HT:  You mentioned that an HTA approach is important in the transition towards VBHC. As someone who has a lot of experience working with the health systems of Tunisia and Algeria, could you comment on their status of implementing HTA? 

Amine Aissaoui: HTA implementation in Tunisia and Algeria is still in its early stages. Previously, the healthcare expenditure budget was voted upon and split by hospital, without taking into account the efficiency of each hospital or for what disease the money will be spent on. 

It is encouraging that both countries have now realized the importance of HTA and have developed strategies to implement it in their healthcare systems. However, it is too early to know the impact. 

HT: What sources of information or best practice examples were used in designing and implementing an HTA approach in these countries?
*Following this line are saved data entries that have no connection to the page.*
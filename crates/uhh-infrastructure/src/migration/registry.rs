//! Migration registry for managing linear migration chains.
//!
//! Every version migrates through all intermediate versions; steps are never
//! skipped.

use super::traits::TypedMigration;
use anyhow::{Context, Result};
use semver::Version;
use std::sync::Arc;

/// Result of running data through the chain.
#[derive(Debug, Clone, PartialEq)]
pub struct Migrated<T> {
    pub data: T,
    /// Number of steps that ran; zero means the data was already current.
    pub steps_applied: usize,
}

/// Registry for managing a linear chain of migrations.
///
/// Migrations are stored in order and must form a continuous chain:
/// 0.0.0 → 1.0.0 → 2.0.0 → ...
#[derive(Debug)]
pub struct MigrationRegistry<T> {
    /// Migrations in order, forming a linear chain.
    migrations: Vec<Arc<dyn TypedMigration<T>>>,
    /// The latest version this registry can migrate to.
    latest_version: Version,
}

impl<T> MigrationRegistry<T> {
    pub fn new(latest_version: Version) -> Self {
        Self {
            migrations: Vec::new(),
            latest_version,
        }
    }

    /// Registers a single migration, validating chain continuity.
    ///
    /// # Panics
    ///
    /// Panics if the migration doesn't connect to the existing chain, or if
    /// it targets a version beyond the registry's latest version.
    pub fn register(&mut self, migration: Arc<dyn TypedMigration<T>>) {
        if let Some(last) = self.migrations.last() {
            assert_eq!(
                last.to_version(),
                migration.from_version(),
                "Migration chain broken: expected migration from {} (previous to_version), but got migration from {}. \
                 Description: '{}' (previous) -> '{}' (current)",
                last.to_version(),
                migration.from_version(),
                last.description(),
                migration.description()
            );
        }

        assert!(
            migration.from_version() < migration.to_version(),
            "Migration '{}' does not move forward ({} -> {})",
            migration.description(),
            migration.from_version(),
            migration.to_version()
        );

        if migration.to_version() > self.latest_version {
            panic!(
                "Migration target version {} exceeds registry's latest version {}",
                migration.to_version(),
                self.latest_version
            );
        }

        self.migrations.push(migration);
    }

    /// Registers multiple migrations at once, in order.
    pub fn register_all(&mut self, migrations: Vec<Arc<dyn TypedMigration<T>>>) {
        for migration in migrations {
            self.register(migration);
        }
    }

    pub fn latest_version(&self) -> &Version {
        &self.latest_version
    }

    pub fn is_empty(&self) -> bool {
        self.migrations.is_empty()
    }

    pub fn len(&self) -> usize {
        self.migrations.len()
    }

    /// Folds `data` through every step whose target is newer than `current_version`.
    ///
    /// Data already at (or beyond) the latest version passes through untouched.
    pub fn migrate_to_latest(&self, data: T, current_version: &Version) -> Result<Migrated<T>> {
        if current_version >= &self.latest_version {
            tracing::debug!(
                "Data is at version {} (latest {}), no migration needed",
                current_version,
                self.latest_version
            );
            return Ok(Migrated {
                data,
                steps_applied: 0,
            });
        }

        let pending: Vec<_> = self
            .migrations
            .iter()
            .filter(|m| &m.to_version() > current_version)
            .collect();

        tracing::info!(
            "Starting migration from {} to {} ({} steps)",
            current_version,
            self.latest_version,
            pending.len()
        );

        let total = pending.len();
        let data = pending
            .into_iter()
            .enumerate()
            .try_fold(data, |data, (i, migration)| {
                tracing::info!(
                    "Migration step {}/{}: {} -> {} ({})",
                    i + 1,
                    total,
                    migration.from_version(),
                    migration.to_version(),
                    migration.description()
                );
                migration.migrate(data).with_context(|| {
                    format!(
                        "Migration failed at step {}: {} -> {}",
                        i + 1,
                        migration.from_version(),
                        migration.to_version()
                    )
                })
            })?;

        Ok(Migrated {
            data,
            steps_applied: total,
        })
    }
}
//! Logical view of the key-value store used by the session collection.

use std::sync::Arc;
use uhh_core::error::Result;
use uhh_core::storage::{CLOSED_AT_KEY, KeyValueStore, SCHEMA_VERSION_KEY, SESSIONS_KEY};

/// Named accessors over a [`KeyValueStore`].
///
/// This is where an unavailable backend is absorbed: reads report "absent"
/// and writes are dropped, each with a warning. Every other error is passed
/// through.
#[derive(Clone)]
pub struct SessionStore {
    inner: Arc<dyn KeyValueStore>,
}

impl SessionStore {
    pub fn new(inner: Arc<dyn KeyValueStore>) -> Self {
        Self { inner }
    }

    pub fn load_sessions(&self) -> Result<Option<String>> {
        self.read(SESSIONS_KEY)
    }

    pub fn store_sessions(&self, blob: &str) -> Result<()> {
        self.write(SESSIONS_KEY, blob)
    }

    pub fn load_version(&self) -> Result<Option<String>> {
        self.read(SCHEMA_VERSION_KEY)
    }

    pub fn store_version(&self, version: &str) -> Result<()> {
        self.write(SCHEMA_VERSION_KEY, version)
    }

    /// Last recorded close time. A value that isn't an integer counts as absent.
    pub fn load_closed_at(&self) -> Result<Option<i64>> {
        let Some(raw) = self.read(CLOSED_AT_KEY)? else {
            return Ok(None);
        };
        match raw.trim().parse::<i64>() {
            Ok(ms) => Ok(Some(ms)),
            Err(e) => {
                tracing::warn!(value = %raw, error = %e, "ignoring unparsable closedAt");
                Ok(None)
            }
        }
    }

    pub fn store_closed_at(&self, at_ms: i64) -> Result<()> {
        self.write(CLOSED_AT_KEY, &at_ms.to_string())
    }

    fn read(&self, key: &str) -> Result<Option<String>> {
        match self.inner.get(key) {
            Err(e) if e.is_storage_unavailable() => {
                tracing::warn!(key, error = %e, "storage unavailable, treating value as absent");
                Ok(None)
            }
            other => other,
        }
    }

    fn write(&self, key: &str, value: &str) -> Result<()> {
        match self.inner.set(key, value) {
            Err(e) if e.is_storage_unavailable() => {
                tracing::warn!(key, error = %e, "storage unavailable, dropping write");
                Ok(())
            }
            other => other,
        }
    }
}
Amine Aissaoui: Multiple sources are available and were taken to develop an HTA approach. Steps taken in Tunisia (ahead of Algeria in their implementation of HTA) included: 

  1. Literature review 
  2. Working closely with international HTA organizations as well as the World Health Organization

 

Key areas of investment for sustainability  

HT: If you were a leader of a healthcare system, what areas would you invest in, or focus your resources towards, in order to promote sustainability?

Amine Aissaoui: My focus would be to establish a framework that takes into account the following:

1 Collaboration between stakeholders: Multiple stakeholders, including healthcare professionals (both clinicians and non clinicians) managers, patients, industry partners, scientists, IT and digital health experts, health economists and health law experts, statisticians and governments/policy makers are just some of the people who make up the healthcare community. This multi-stakeholder environment means that there is not only a need but an expectation for a collaboration model in Africa. Shared interests among stakeholders need to be developed in defining different policies, strategies, and objectives. Where healthcare systems are dysfunctional or struggling to achieve sustainability, collaboration can address such challenges and improve the quality of care
2 Health IT system: Well-functioning health systems need to utilize data at all levels, from the provider, to local and national-level decision makers, in order to make evidence-based and needed adjustments to improve the quality of care provided. Historically, health systems in Africa have not been able to unlock the enormous value of digital resources and the COVID-19 pandemic has highlighted the lack of digital readiness. Governments can start the journey to digitization by identifying gaps in current digital systems, if indeed there are any at all, and then defining a strategy for end-to-end systems strengthening. This can allow the Department of Health and the Department of Finance to better plan and make decisions based on real world evidence that can ultimately result in savings and sustainability. For example, digital/health IT can help African countries to implement payments based on diagnosis-related groups (DRGs), which is an efficient tool for inpatient care management.
3 HTA approach: Sustainable financing demands evidence-based processes for effective resource allocation, and catalyzing knowledge-sharing opportunities among countries facing similar challenges. Using a Health Technology Assessment (HTA) approach can give countries the opportunity to assess the cost benefit of a treatment and diagnostic and issue clear guidelines on its use.

Amine Aissaoui, PhD Amine Aissaoui specializes in economics and policy applied to healthcare. As an associate researcher, he teaches Health Economics and industrial organization of pharmaceutical markets at Paris Dauphine University and in the Faculty of Pharmacy of Marseille. He also advises several public institutions in issues dealing with pharmaceutical policy and economics. At the same time, Amine Aissaoui has worked for many consulting firms specializing in health economics.